*** Opening of The records ***

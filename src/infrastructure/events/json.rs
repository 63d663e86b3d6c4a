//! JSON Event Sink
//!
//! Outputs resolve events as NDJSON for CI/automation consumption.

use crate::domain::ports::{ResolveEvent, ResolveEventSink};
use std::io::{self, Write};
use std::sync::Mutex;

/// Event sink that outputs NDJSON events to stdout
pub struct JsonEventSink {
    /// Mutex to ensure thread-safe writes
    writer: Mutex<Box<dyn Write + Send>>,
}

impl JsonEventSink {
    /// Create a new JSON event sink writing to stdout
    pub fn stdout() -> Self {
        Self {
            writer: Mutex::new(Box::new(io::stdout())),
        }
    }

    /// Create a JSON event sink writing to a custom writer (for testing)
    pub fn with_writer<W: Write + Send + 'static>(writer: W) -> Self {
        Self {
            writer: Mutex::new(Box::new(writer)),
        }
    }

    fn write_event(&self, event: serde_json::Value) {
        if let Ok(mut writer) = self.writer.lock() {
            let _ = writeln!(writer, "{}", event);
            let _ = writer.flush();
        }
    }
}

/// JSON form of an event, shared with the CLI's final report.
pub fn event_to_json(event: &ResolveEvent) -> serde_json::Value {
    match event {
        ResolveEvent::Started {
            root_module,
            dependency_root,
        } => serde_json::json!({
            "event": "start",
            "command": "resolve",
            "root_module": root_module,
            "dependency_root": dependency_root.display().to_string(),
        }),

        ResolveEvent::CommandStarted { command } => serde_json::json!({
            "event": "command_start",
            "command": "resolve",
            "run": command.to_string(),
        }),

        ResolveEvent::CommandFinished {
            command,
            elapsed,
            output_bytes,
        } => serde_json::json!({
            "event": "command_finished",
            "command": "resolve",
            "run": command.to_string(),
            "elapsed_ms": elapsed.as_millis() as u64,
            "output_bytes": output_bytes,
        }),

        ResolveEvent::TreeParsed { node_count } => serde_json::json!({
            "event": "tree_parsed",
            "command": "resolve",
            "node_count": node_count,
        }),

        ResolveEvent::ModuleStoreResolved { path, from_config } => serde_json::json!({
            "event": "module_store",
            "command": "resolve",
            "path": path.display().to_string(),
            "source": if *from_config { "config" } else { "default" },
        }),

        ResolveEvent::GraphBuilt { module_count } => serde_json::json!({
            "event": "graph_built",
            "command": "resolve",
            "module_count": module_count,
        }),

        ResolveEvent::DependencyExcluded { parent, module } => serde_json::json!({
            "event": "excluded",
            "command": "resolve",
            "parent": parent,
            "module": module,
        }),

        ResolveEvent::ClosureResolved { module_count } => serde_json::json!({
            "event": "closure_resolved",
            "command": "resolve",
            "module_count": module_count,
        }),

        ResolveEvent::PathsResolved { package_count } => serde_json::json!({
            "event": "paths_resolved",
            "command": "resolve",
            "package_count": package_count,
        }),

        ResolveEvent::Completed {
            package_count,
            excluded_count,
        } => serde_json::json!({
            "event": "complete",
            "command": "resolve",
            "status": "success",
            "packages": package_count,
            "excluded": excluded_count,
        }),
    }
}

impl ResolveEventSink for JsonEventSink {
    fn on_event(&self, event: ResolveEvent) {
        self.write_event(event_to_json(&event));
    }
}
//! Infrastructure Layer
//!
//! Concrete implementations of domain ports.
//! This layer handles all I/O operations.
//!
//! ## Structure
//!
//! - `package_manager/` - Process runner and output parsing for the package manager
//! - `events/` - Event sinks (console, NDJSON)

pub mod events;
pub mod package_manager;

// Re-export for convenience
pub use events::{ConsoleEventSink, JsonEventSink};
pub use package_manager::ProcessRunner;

*** Close of The records ***

Reproduce each line in the listing above that mentions the string "stdout".

/// Event sink that outputs NDJSON events to stdout
    /// Create a new JSON event sink writing to stdout
    pub fn stdout() -> Self {
            writer: Mutex::new(Box::new(io::stdout())),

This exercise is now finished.